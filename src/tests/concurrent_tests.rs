//! 并发测试模块
//! 测试宽限期排序、并发读者与并发等待者

use crate::tests::eventually;
use crate::{GraceCell, GraceDomain};
use std::sync::Arc;
use std::sync::atomic::{AtomicBool, AtomicUsize, Ordering};
use std::thread;
use std::time::Duration;

/// 测试1: synchronize 在活跃读者退出前不得返回（场景1）
#[test]
fn test_synchronize_waits_for_active_reader() {
    let domain = Arc::new(GraceDomain::new());
    let entered = Arc::new(AtomicBool::new(false));
    let exited = Arc::new(AtomicBool::new(false));

    let reader = {
        let domain = Arc::clone(&domain);
        let entered = Arc::clone(&entered);
        let exited = Arc::clone(&exited);
        thread::spawn(move || {
            let guard = domain.enter();
            entered.store(true, Ordering::SeqCst);
            thread::sleep(Duration::from_millis(50));
            // 在退出之前设置标志：synchronize 返回蕴含它可见
            exited.store(true, Ordering::SeqCst);
            drop(guard);
        })
    };

    while !entered.load(Ordering::SeqCst) {
        thread::sleep(Duration::from_millis(1));
    }

    domain.synchronize();
    assert!(exited.load(Ordering::SeqCst));

    reader.join().unwrap();
}

/// 测试2: 加速 synchronize 同样等待活跃读者
#[test]
fn test_synchronize_expedited_waits_for_active_reader() {
    let domain = Arc::new(GraceDomain::new());
    let entered = Arc::new(AtomicBool::new(false));
    let exited = Arc::new(AtomicBool::new(false));

    let reader = {
        let domain = Arc::clone(&domain);
        let entered = Arc::clone(&entered);
        let exited = Arc::clone(&exited);
        thread::spawn(move || {
            let guard = domain.enter();
            entered.store(true, Ordering::SeqCst);
            thread::sleep(Duration::from_millis(30));
            exited.store(true, Ordering::SeqCst);
            drop(guard);
        })
    };

    while !entered.load(Ordering::SeqCst) {
        thread::sleep(Duration::from_millis(1));
    }

    domain.synchronize_expedited();
    assert!(exited.load(Ordering::SeqCst));

    reader.join().unwrap();
}

/// 测试3: NMI 安全流派下的宽限期排序
#[test]
fn test_synchronize_with_nmi_safe_readers() {
    let domain = Arc::new(GraceDomain::new());
    let entered = Arc::new(AtomicBool::new(false));
    let exited = Arc::new(AtomicBool::new(false));

    let reader = {
        let domain = Arc::clone(&domain);
        let entered = Arc::clone(&entered);
        let exited = Arc::clone(&exited);
        thread::spawn(move || {
            let guard = domain.enter_nmi_safe();
            entered.store(true, Ordering::SeqCst);
            thread::sleep(Duration::from_millis(20));
            exited.store(true, Ordering::SeqCst);
            drop(guard);
        })
    };

    while !entered.load(Ordering::SeqCst) {
        thread::sleep(Duration::from_millis(1));
    }

    // 该流派的退出不持锁发信号；引擎用有界重查兜底
    domain.synchronize();
    assert!(exited.load(Ordering::SeqCst));

    reader.join().unwrap();
}

/// 测试4: 多个 synchronize 等待者被一起释放
#[test]
fn test_concurrent_synchronize_callers_batched() {
    let domain = Arc::new(GraceDomain::new());
    let entered = Arc::new(AtomicBool::new(false));
    let exited = Arc::new(AtomicBool::new(false));

    let reader = {
        let domain = Arc::clone(&domain);
        let entered = Arc::clone(&entered);
        let exited = Arc::clone(&exited);
        thread::spawn(move || {
            let guard = domain.enter();
            entered.store(true, Ordering::SeqCst);
            thread::sleep(Duration::from_millis(30));
            exited.store(true, Ordering::SeqCst);
            drop(guard);
        })
    };

    while !entered.load(Ordering::SeqCst) {
        thread::sleep(Duration::from_millis(1));
    }

    let mut waiters = vec![];
    for _ in 0..4 {
        let domain = Arc::clone(&domain);
        let exited = Arc::clone(&exited);
        waiters.push(thread::spawn(move || {
            domain.synchronize();
            assert!(exited.load(Ordering::SeqCst));
        }));
    }

    for waiter in waiters {
        waiter.join().unwrap();
    }
    reader.join().unwrap();
}

/// 测试5: 读者持续进出时 synchronize 依然前进（无饥饿）
#[test]
fn test_synchronize_progresses_under_reader_churn() {
    let domain = Arc::new(GraceDomain::new());
    let stop = Arc::new(AtomicBool::new(false));

    let mut readers = vec![];
    for _ in 0..4 {
        let domain = Arc::clone(&domain);
        let stop = Arc::clone(&stop);
        readers.push(thread::spawn(move || {
            while !stop.load(Ordering::SeqCst) {
                let _guard = domain.enter();
                thread::yield_now();
            }
        }));
    }

    for _ in 0..10 {
        domain.synchronize();
    }

    stop.store(true, Ordering::SeqCst);
    for reader in readers {
        reader.join().unwrap();
    }
    assert!(!domain.read_section_held());
}

/// 测试6: 并发生产者下回调保持入队顺序（每个生产者内部 FIFO）
#[test]
fn test_callback_fifo_per_producer() {
    let domain = Arc::new(GraceDomain::new());
    let invoked = Arc::new(std::sync::Mutex::new(Vec::new()));

    let mut producers = vec![];
    for producer in 0..2usize {
        let domain = Arc::clone(&domain);
        let invoked = Arc::clone(&invoked);
        producers.push(thread::spawn(move || {
            for sequence in 0..50usize {
                let invoked = Arc::clone(&invoked);
                domain
                    .defer(move || invoked.lock().unwrap().push((producer, sequence)))
                    .unwrap();
            }
        }));
    }
    for producer in producers {
        producer.join().unwrap();
    }

    assert!(eventually(|| invoked.lock().unwrap().len() == 100));

    // 全局顺序是两个生产者的交错，但每个生产者自己的序号必须递增
    let invoked = invoked.lock().unwrap();
    for producer in 0..2usize {
        let sequences: Vec<usize> = invoked
            .iter()
            .filter(|(who, _)| *who == producer)
            .map(|(_, sequence)| *sequence)
            .collect();
        assert_eq!(sequences, (0..50).collect::<Vec<_>>());
    }
}

/// 测试7: 凭据在另一个线程释放后宽限期才结束
#[test]
fn test_grace_period_spans_ticket_handoff() {
    let domain = Arc::new(GraceDomain::new());
    let released = Arc::new(AtomicBool::new(false));

    let ticket = domain.down_read();
    let holder = {
        let released = Arc::clone(&released);
        thread::spawn(move || {
            thread::sleep(Duration::from_millis(30));
            released.store(true, Ordering::SeqCst);
            ticket.release();
        })
    };

    domain.synchronize();
    assert!(released.load(Ordering::SeqCst));

    holder.join().unwrap();
}

/// 记录 drop 次数的负载，用于验证延迟回收恰好发生一次
struct DropTally(Arc<AtomicUsize>);

impl Drop for DropTally {
    fn drop(&mut self) {
        self.0.fetch_add(1, Ordering::SeqCst);
    }
}

/// 测试8: 并发读者之下 GraceCell 的延迟回收安全且恰好一次
#[test]
fn test_cell_concurrent_readers_and_replaces() {
    let domain = Arc::new(GraceDomain::new());
    let drops = Arc::new(AtomicUsize::new(0));
    let cell = Arc::new(GraceCell::new((0u64, DropTally(Arc::clone(&drops)))));
    let stop = Arc::new(AtomicBool::new(false));

    let mut readers = vec![];
    for _ in 0..3 {
        let domain = Arc::clone(&domain);
        let cell = Arc::clone(&cell);
        let stop = Arc::clone(&stop);
        readers.push(thread::spawn(move || {
            while !stop.load(Ordering::SeqCst) {
                let guard = domain.enter();
                let (value, _) = cell.load(&guard);
                assert!(*value <= 8);
                drop(guard);
                thread::yield_now();
            }
        }));
    }

    for version in 1..=8u64 {
        cell.replace((version, DropTally(Arc::clone(&drops))), &domain);
    }

    stop.store(true, Ordering::SeqCst);
    for reader in readers {
        reader.join().unwrap();
    }

    // 八次替换退休了八个旧值；最终值仍然存活在单元里
    assert!(eventually(|| drops.load(Ordering::SeqCst) == 8));
    domain.synchronize();

    let guard = domain.enter();
    assert_eq!(cell.load(&guard).0, 8);
}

───

Working from the listing, state how many lines include "GraceCell". The reply must be that number alone.

3